Extracted records section start
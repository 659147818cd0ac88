use anyhow::Context;
use hover_robot_link::domain::models::PeripheralIdentity;
use hover_robot_link::domain::settings::{LinkSettings, SettingsService};
use hover_robot_link::infrastructure::bluetooth::BleTransport;
use hover_robot_link::infrastructure::logging::init_logger;
use hover_robot_link::{BluetoothService, ScanOutcome};
use std::sync::Arc;
use tokio::sync::broadcast::error::RecvError;
use tracing::{error, info, warn};

#[tokio::main]
async fn main() -> anyhow::Result<()> {
    let settings = SettingsService::new()?;
    let _log_guard = init_logger(&settings.get().log_settings)?;
    info!("Starting Hover Robot Link");

    let transport = platform_transport()?;
    let service = BluetoothService::new(transport, settings.link_config());

    if !service.is_radio_enabled().await {
        anyhow::bail!("Bluetooth radio is off or missing");
    }

    let link = &settings.get().link;
    match find_robot(&service, link).await? {
        Some(robot) if link.connect_after_scan => {
            info!("Connecting to {} ({})", robot.display_name(), robot.address);
            service.connect(robot).await?;
        }
        Some(robot) => info!("Found {} ({}), not connecting", robot.display_name(), robot.address),
        None => warn!("No device named {:?} found", link.target_device_name),
    }

    monitor(&service).await;

    if service.is_connected() {
        service.disconnect().await?;
    }
    info!("Shutting down");
    Ok(())
}

#[cfg(windows)]
fn platform_transport() -> anyhow::Result<Arc<dyn BleTransport>> {
    Ok(Arc::new(
        hover_robot_link::infrastructure::bluetooth::winrt::WinRtTransport::new(),
    ))
}

#[cfg(not(windows))]
fn platform_transport() -> anyhow::Result<Arc<dyn BleTransport>> {
    anyhow::bail!("No BLE backend available for this platform")
}

/// Scans until a device with the configured name shows up or the window ends.
async fn find_robot(
    service: &BluetoothService,
    link: &LinkSettings,
) -> anyhow::Result<Option<PeripheralIdentity>> {
    let mut snapshots = service.discovered_devices();
    let mut status = service.connection_status();

    if service.start_scan().await.context("Failed to start scan")? == ScanOutcome::Stopped {
        return Ok(None);
    }
    info!("Scanning for {:?}", link.target_device_name);

    loop {
        tokio::select! {
            snapshot = snapshots.recv() => match snapshot {
                Ok(devices) => {
                    if let Some(robot) = devices
                        .into_iter()
                        .find(|d| d.name.as_deref() == Some(link.target_device_name.as_str()))
                    {
                        return Ok(Some(robot));
                    }
                }
                Err(RecvError::Lagged(_)) => {}
                Err(RecvError::Closed) => return Ok(None),
            },
            changed = status.recv() => {
                if let Ok(s) = changed {
                    if s.is_idle() && !service.is_scanning().await {
                        return Ok(None);
                    }
                }
            }
            _ = tokio::signal::ctrl_c() => {
                service.stop_scan().await?;
                return Ok(None);
            }
        }
    }
}

/// Logs status changes and telemetry until Ctrl-C.
async fn monitor(service: &BluetoothService) {
    let mut status = service.connection_status();
    let mut telemetry = service.telemetry();

    loop {
        tokio::select! {
            changed = status.recv() => match changed {
                Ok(s) => info!("Connection status: {:?}", s),
                Err(RecvError::Lagged(n)) => warn!("Missed {} status updates", n),
                Err(RecvError::Closed) => break,
            },
            frame = telemetry.recv() => match frame {
                Ok(f) => info!(
                    "pitch {:.2} roll {:.2} yaw {:.2} speed {}/{}",
                    f.pitch, f.roll, f.yaw, f.speed_left, f.speed_right
                ),
                Err(RecvError::Lagged(n)) => warn!("Dropped {} telemetry frames", n),
                Err(RecvError::Closed) => break,
            },
            res = tokio::signal::ctrl_c() => {
                if let Err(e) = res {
                    error!("Failed to listen for Ctrl-C: {}", e);
                }
                break;
            }
        }
    }

    let stats = service.frame_stats();
    info!("Frames accepted {}, dropped {}", stats.accepted, stats.dropped);
}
Extracted records section end
Lines that contain the word "tokio": how many are there in the data? Give the number and nothing else.

6